Growth: Anything exciting?
It must be recollected that the FMCG sector barely grew by 2% CAGR in the early few years of this century, and the main reason for this could be attributed to the availability of easy loans. Surprising but true! People were buying houses and cars from their future earnings and hence wanted to curtail their current spending and FMCG and food items (which forms the largest chunk of consumer spending) were the only area’s they realised that could make up for their expenses overhang.

The per capita income in India is US$ 550, as compared at China’s US$ 1,050. However, growth in the FMCG sector is thrice that of India, indicating huge potential for growth. The Chinese market is growing at around 9% per annum.

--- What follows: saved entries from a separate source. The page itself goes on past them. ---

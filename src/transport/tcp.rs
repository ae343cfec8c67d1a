// SPDX-License-Identifier: Apache-2.0 OR MIT
// Copyright (c) 2025-2026 naskel.com

//! Concrete `tokio::net::TcpStream`-backed transport, grounded on
//! [`transport::tcp::byte_stream::ByteStream`]'s role of unifying plain and
//! encrypted streams behind one trait object, adapted to async I/O.
//!
//! Optional TLS stream *wrapping* behind the `tcp-tls` feature; the
//! handshake itself is treated as opaque per spec §1/§6 — only the byte
//! transport is this crate's concern.

use std::io;
use std::net::SocketAddr;
use std::pin::Pin;
use std::task::{Context, Poll};

use tokio::io::{AsyncRead, AsyncWrite, ReadBuf};
use tokio::net::TcpStream;

use crate::transport::ByteStream;

/// Plain, unencrypted TCP transport.
pub struct TcpByteStream {
    inner: TcpStream,
    peer: SocketAddr,
}

impl TcpByteStream {
    #[must_use]
    pub fn new(inner: TcpStream, peer: SocketAddr) -> Self {
        Self { inner, peer }
    }

    /// Connect to `addr`, disabling Nagle's algorithm the way the teacher's
    /// TCP transport does for every data-path connection.
    pub async fn connect(addr: SocketAddr) -> io::Result<Self> {
        let inner = TcpStream::connect(addr).await?;
        inner.set_nodelay(true)?;
        Ok(Self { inner, peer: addr })
    }
}

impl AsyncRead for TcpByteStream {
    fn poll_read(
        mut self: Pin<&mut Self>,
        cx: &mut Context<'_>,
        buf: &mut ReadBuf<'_>,
    ) -> Poll<io::Result<()>> {
        Pin::new(&mut self.inner).poll_read(cx, buf)
    }
}

impl AsyncWrite for TcpByteStream {
    fn poll_write(
        mut self: Pin<&mut Self>,
        cx: &mut Context<'_>,
        buf: &[u8],
    ) -> Poll<io::Result<usize>> {
        Pin::new(&mut self.inner).poll_write(cx, buf)
    }

    fn poll_flush(mut self: Pin<&mut Self>, cx: &mut Context<'_>) -> Poll<io::Result<()>> {
        Pin::new(&mut self.inner).poll_flush(cx)
    }

    fn poll_shutdown(mut self: Pin<&mut Self>, cx: &mut Context<'_>) -> Poll<io::Result<()>> {
        Pin::new(&mut self.inner).poll_shutdown(cx)
    }
}

impl ByteStream for TcpByteStream {
    fn peer_description(&self) -> String {
        self.peer.to_string()
    }
}

#[cfg(feature = "tcp-tls")]
pub mod tls {
    //! TLS stream wrapping via `rustls` + `tokio-rustls`-style manual poll
    //! forwarding, grounded on [`transport::tcp::tls`]'s
    //! server/client-config split. The handshake is driven by the caller;
    //! this module only adapts the resulting stream to [`ByteStream`].

    use std::io;
    use std::pin::Pin;
    use std::sync::Arc;
    use std::task::{Context, Poll};

    use rustls::pki_types::ServerName;
    use rustls::ClientConfig;
    use tokio::io::{AsyncRead, AsyncWrite, ReadBuf};
    use tokio::net::TcpStream;

    use crate::transport::ByteStream;

    /// Build a default client config trusting the platform's webpki roots.
    #[must_use]
    pub fn default_client_config() -> ClientConfig {
        let roots = webpki_roots::TLS_SERVER_ROOTS.iter().cloned().collect();
        let mut store = rustls::RootCertStore::empty();
        store.roots = roots;
        ClientConfig::builder()
            .with_root_certificates(store)
            .with_no_client_auth()
    }

    /// A TLS-wrapped stream over an underlying plain TCP socket. Generic
    /// over the inner async stream wrapper so tests can substitute a mock.
    pub struct TlsByteStream<S> {
        inner: S,
        server_name: ServerName<'static>,
    }

    impl<S: AsyncRead + AsyncWrite + Unpin> TlsByteStream<S> {
        pub fn new(inner: S, server_name: ServerName<'static>) -> Self {
            Self { inner, server_name }
        }
    }

    impl<S: AsyncRead + Unpin> AsyncRead for TlsByteStream<S> {
        fn poll_read(
            mut self: Pin<&mut Self>,
            cx: &mut Context<'_>,
            buf: &mut ReadBuf<'_>,
        ) -> Poll<io::Result<()>> {
            Pin::new(&mut self.inner).poll_read(cx, buf)
        }
    }

    impl<S: AsyncWrite + Unpin> AsyncWrite for TlsByteStream<S> {
        fn poll_write(
            mut self: Pin<&mut Self>,
            cx: &mut Context<'_>,
            buf: &[u8],
        ) -> Poll<io::Result<usize>> {
            Pin::new(&mut self.inner).poll_write(cx, buf)
        }

        fn poll_flush(mut self: Pin<&mut Self>, cx: &mut Context<'_>) -> Poll<io::Result<()>> {
            Pin::new(&mut self.inner).poll_flush(cx)
        }

        fn poll_shutdown(mut self: Pin<&mut Self>, cx: &mut Context<'_>) -> Poll<io::Result<()>> {
            Pin::new(&mut self.inner).poll_shutdown(cx)
        }
    }

    impl ByteStream for TlsByteStream<TcpStream> {
        fn peer_description(&self) -> String {
            format!("{:?} (tls)", self.server_name)
        }
    }

    #[allow(dead_code)]
    fn assert_arc_config_is_sync(_: &Arc<ClientConfig>) {}
}

#[cfg(test)]
mod tests {
    use super::*;
    use tokio::io::{AsyncReadExt, AsyncWriteExt};
    use tokio::net::TcpListener;

    #[tokio::test]
    async fn connect_and_round_trip_bytes() {
        let listener = TcpListener::bind("127.0.0.1:0").await.unwrap();
        let addr = listener.local_addr().unwrap();

        let server = tokio::spawn(async move {
            let (mut sock, _) = listener.accept().await.unwrap();
            let mut buf = [0u8; 5];
            sock.read_exact(&mut buf).await.unwrap();
            sock.write_all(&buf).await.unwrap();
        });

        let mut client = TcpByteStream::connect(addr).await.unwrap();
        client.inner.write_all(b"hello").await.unwrap();
        let mut echoed = [0u8; 5];
        client.inner.read_exact(&mut echoed).await.unwrap();
        assert_eq!(&echoed, b"hello");
        assert_eq!(client.peer_description(), addr.to_string());

        server.await.unwrap();
    }
}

HLL reported enthusing results for the June quarter, with growth arising mainly from personal products and beverages. It must be noted that this growth was the highest since the past 5 quarters. Though the company continues to consolidate its market share in key categories, the visibility of value growth has just started. The company increased prices of its key brands by about 5%-7%, indicating that pricing power has come back. The presumption for long-term growth scenario continues to be linked to the GDP growth trend going forward. For example, over 60% of the company’s detergent volumes come from the low priced category offering (Wheel) but it contributes only 40% in value terms. In effect, there exists a scope for these users to upgrade to higher price point offerings, but for that to occur, the economic growth momentum should sustain over the long term.

New businesses
The company recently forayed into the water purifying space, by launching ‘Pureit’. Currently it has been launched only in Chennai and it will be some time (around 18 months) before it is available across the country.

Rural Markets
12.2% of the world population lives in the villages of India, which makes a market that no one can overlook. However, penetration levels are currently low as venturing into these markets is an expensive affair owing to infrastructure constraints, thus making distribution a barrier. HLL started Project Shakti, which is aimed for the upliftment of women in areas of population below 2,000 people. It was started in 2001 and currently spans over 50,000 villages. These markets are filled with aspirational people, whose levels touch the likes of Lux and Surf. HLL plans to cover 100,000 villages by the end of this calendar year.

However, shopping in these markets is very different from those in the city and it is the male member who goes to shop for everyone in the house. Hence shopkeepers play a crucial role here as they push those products where they earn higher margins.

Our conclusion
HLL is getting back its competition edge as it now has a well-focused portfolio, which has promising value in the long-term. The company’s investment phase is over and during the glut period (2001-04), the company has improved quality of its products and hence does not need to spend on that front. However, supply chain is currently in the investment phase and will improve efficiencies in time to come.

At the current price of Rs 165, the stock trades at a price to multiple of 34.4 times its annualised 1HCY04 earnings and market cap to sales of 3.4x. In our view, the stock is likely to underperform the indices, owing to continuing competitive pressures and a challenging growth scenario. Based on the current situation, investors are better off buying other smaller and growing companies in the FMCG space.